When her daughter’s fever spiked the next day to 106.3°, the mom’s instincts told her something more serious was going on, and instead of chalking the whole thing up to being “just a virus,” the mother decided to get a second opinion.
“Immediately,” she shares, “I called our family doctor’s office and after a conversation with our doctor’s on-call partner, it was decided the best course was to bring her back to the Children’s ER and demand the testing we had been previously denied.”
And that’s just what Bradford did. After another examination by a different doctor, it was determined that Harper’s condition was just as serious as Bradford had thought it was — and the test she was told weren’t needed were indeed carried out.

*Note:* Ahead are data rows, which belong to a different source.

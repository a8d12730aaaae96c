//! Extraction capability implementations.

pub mod claude;

pub use claude::ClaudeExtractor;
//! Typed errors for the extraction pipeline.
//!
//! Uses `thiserror` for library errors (not `anyhow`) to provide
//! strongly-typed, composable error handling. `ValidationError` is the only
//! kind that aborts a batch; everything else is captured per-URL into an
//! [`ItemError`] inside that URL's outcome.

use thiserror::Error;

/// Invalid input to `run`; the batch never starts.
#[derive(Debug, Error)]
pub enum ValidationError {
    /// The URL list was empty
    #[error("url list is empty")]
    EmptyUrls,

    /// The schema declared no fields
    #[error("schema declares no fields")]
    EmptySchema,

    /// A URL was not a well-formed absolute http(s) URL
    #[error("invalid url: {url}")]
    InvalidUrl { url: String },

    /// Concurrency must be at least 1
    #[error("concurrency must be at least 1")]
    ZeroConcurrency,

    /// Per-request timeout must be positive
    #[error("per-request timeout must be greater than zero")]
    ZeroTimeout,

    /// A schema field used a type tag outside the supported set
    #[error("unknown type `{type_tag}` for field `{field}` (expected string, number, boolean, array, or object)")]
    UnknownFieldType { field: String, type_tag: String },

    /// Schema text was not a JSON object of field → type tag
    #[error("schema must be a JSON object mapping field names to type tags: {0}")]
    MalformedSchema(#[source] serde_json::Error),
}

/// Errors from the fetch capability (one URL's transport).
#[derive(Debug, Error)]
pub enum FetchError {
    /// Transport-level failure (DNS, connection refused, TLS)
    #[error("HTTP error: {0}")]
    Http(#[source] Box<dyn std::error::Error + Send + Sync>),

    /// Non-2xx response status
    #[error("HTTP status {status} for {url}")]
    Status { url: String, status: u16 },

    /// The fetch exceeded its deadline
    #[error("timeout fetching {url}")]
    Timeout { url: String },

    /// The URL could not be parsed by the client
    #[error("invalid URL: {url}")]
    InvalidUrl { url: String },

    /// Rendering service reported failure or returned no content
    #[error("render service error: {0}")]
    Render(String),
}

/// Errors from the extraction capability (provider-side).
#[derive(Debug, Error)]
pub enum ExtractError {
    /// The provider reported failure (quota, auth, model error).
    /// Carries the provider's message verbatim.
    #[error("provider error: {0}")]
    Provider(String),

    /// Transport-level failure talking to the provider
    #[error("HTTP error: {0}")]
    Http(#[source] Box<dyn std::error::Error + Send + Sync>),

    /// The extraction call exceeded its deadline
    #[error("timeout waiting for extraction")]
    Timeout,
}

/// A single URL's failure, recorded in its outcome.
///
/// These never propagate out of the batch; the pipeline converts each into
/// an `ExtractionOutcome::Failure` and moves on.
#[derive(Debug, Error)]
pub enum ItemError {
    /// Fetch step failed
    #[error("fetch failed: {0}")]
    Fetch(#[from] FetchError),

    /// Normalization produced nothing usable
    #[error("normalization failed: {0}")]
    Normalize(String),

    /// The capability's response was unparseable even after repair.
    /// The raw response text is kept for diagnosis.
    #[error("unparseable extraction response: {reason}")]
    Parse { reason: String, raw: String },

    /// The extraction capability reported failure
    #[error("extraction failed: {0}")]
    Extraction(#[from] ExtractError),
}

impl ItemError {
    /// The error kind, for reporting and export.
    pub fn kind(&self) -> ErrorKind {
        match self {
            ItemError::Fetch(_) => ErrorKind::Fetch,
            ItemError::Normalize(_) => ErrorKind::Normalize,
            ItemError::Parse { .. } => ErrorKind::Parse,
            ItemError::Extraction(_) => ErrorKind::Extraction,
        }
    }

    /// Raw diagnostic payload, where one exists (the unparseable response).
    pub fn detail(&self) -> Option<&str> {
        match self {
            ItemError::Parse { raw, .. } => Some(raw),
            _ => None,
        }
    }
}

/// Which step of the per-item algorithm failed.
#[derive(Debug, Clone, Copy, PartialEq, Eq)]
pub enum ErrorKind {
    Fetch,
    Normalize,
    Parse,
    Extraction,
}

impl ErrorKind {
    pub fn as_str(&self) -> &'static str {
        match self {
            ErrorKind::Fetch => "fetch_error",
            ErrorKind::Normalize => "normalization_error",
            ErrorKind::Parse => "parse_error",
            ErrorKind::Extraction => "extraction_error",
        }
    }
}

impl std::fmt::Display for ErrorKind {
    fn fmt(&self, f: &mut std::fmt::Formatter<'_>) -> std::fmt::Result {
        f.write_str(self.as_str())
    }
}

/// Errors writing a batch result to disk.
#[derive(Debug, Error)]
pub enum ExportError {
    /// Output extension is neither .json nor .csv
    #[error("unsupported output format: {extension} (use .json or .csv)")]
    UnsupportedFormat { extension: String },

    /// Filesystem failure
    #[error("io error: {0}")]
    Io(#[from] std::io::Error),

    /// Serialization failure
    #[error("JSON error: {0}")]
    Json(#[from] serde_json::Error),
}

/// Result type alias for batch validation.
pub type ValidationResult<T> = std::result::Result<T, ValidationError>;

/// Result type alias for fetch operations.
pub type FetchResult<T> = std::result::Result<T, FetchError>;

/// Result type alias for extraction capability calls.
pub type ExtractResult<T> = std::result::Result<T, ExtractError>;

#[cfg(test)]
mod tests {
    use super::*;

    #[test]
    fn item_error_kinds() {
        let fetch = ItemError::Fetch(FetchError::Timeout {
            url: "https://a.example".into(),
        });
        assert_eq!(fetch.kind(), ErrorKind::Fetch);
        assert!(fetch.detail().is_none());

        let parse = ItemError::Parse {
            reason: "expected value".into(),
            raw: "not json".into(),
        };
        assert_eq!(parse.kind(), ErrorKind::Parse);
        assert_eq!(parse.detail(), Some("not json"));
    }

    #[test]
    fn extraction_error_preserves_provider_message() {
        let err = ItemError::Extraction(ExtractError::Provider("rate_limit_error: slow down".into()));
        assert!(err.to_string().contains("rate_limit_error: slow down"));
        assert_eq!(err.kind(), ErrorKind::Extraction);
    }

    #[test]
    fn error_kind_labels() {
        assert_eq!(ErrorKind::Fetch.as_str(), "fetch_error");
        assert_eq!(ErrorKind::Parse.to_string(), "parse_error");
    }
}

Bradford says that within a few hours, it was determined that her daughter had Kawasaki disease, which she describes as “an illness which causes major inflammation inside the walls of blood vessels and arteries requiring immediate hospitalization, immunoglobulin IV therapies, and aspirin to reduce the likelihood of blood clots within the heart.”
Given the fact that her son Gavin has a history of cardiac disease, Bradford says it was of the utmost importance that Harper be tested for it. As the mom explains, “every day [the disease is] left untreated raises the risk of serious complications, including heart failure and lifelong heart tissue damage, thus significantly raising the chances of early adulthood heart attacks and aneurysms.”
The good news is, Bradford says Harper began to get better within just a few days of medication and a weekend stay at the hospital. She is home now, and continues to recover. (She’s even back to her old antics of wrestling her brothers and terrorizing the cats, according to her mom.)
However, Bradford is still is concerned that the delay in treatment might have caused her daughter damage.
“We won’t know until more testing is done if Harper’s heart is damaged,” she explains in her post. “Had the testing I requested on our first trip been done, the second trip never would have happened. They’d have seen an issue, looked further, and found this days ago.”
Either way, Bradford’s message is strong and clear: You know your child best, and sometimes that means you have to go against the grain to advocate for what they need. Sometimes that means ruffling a few feathers along the way, but when it comes to our kid’s health and well-being, there is no other way to do it.
“I will never allow my fears to be written off again,” Bradford writes in her post. “I know my children, and I know when something is seriously wrong.”
“You do too,” she says, as she reaches across the aisle to all of us parents out there, just trying to do the best for our kids. “You are their voice and their advocate,” she reassures. ” … don’t let anyone, no matter their degree or their opinion, make you feel like you don’t. You know them better and you can tell when something isn’t okay. Say so, and if someone won’t listen, say it louder until they do. Your child depends upon you to do so.”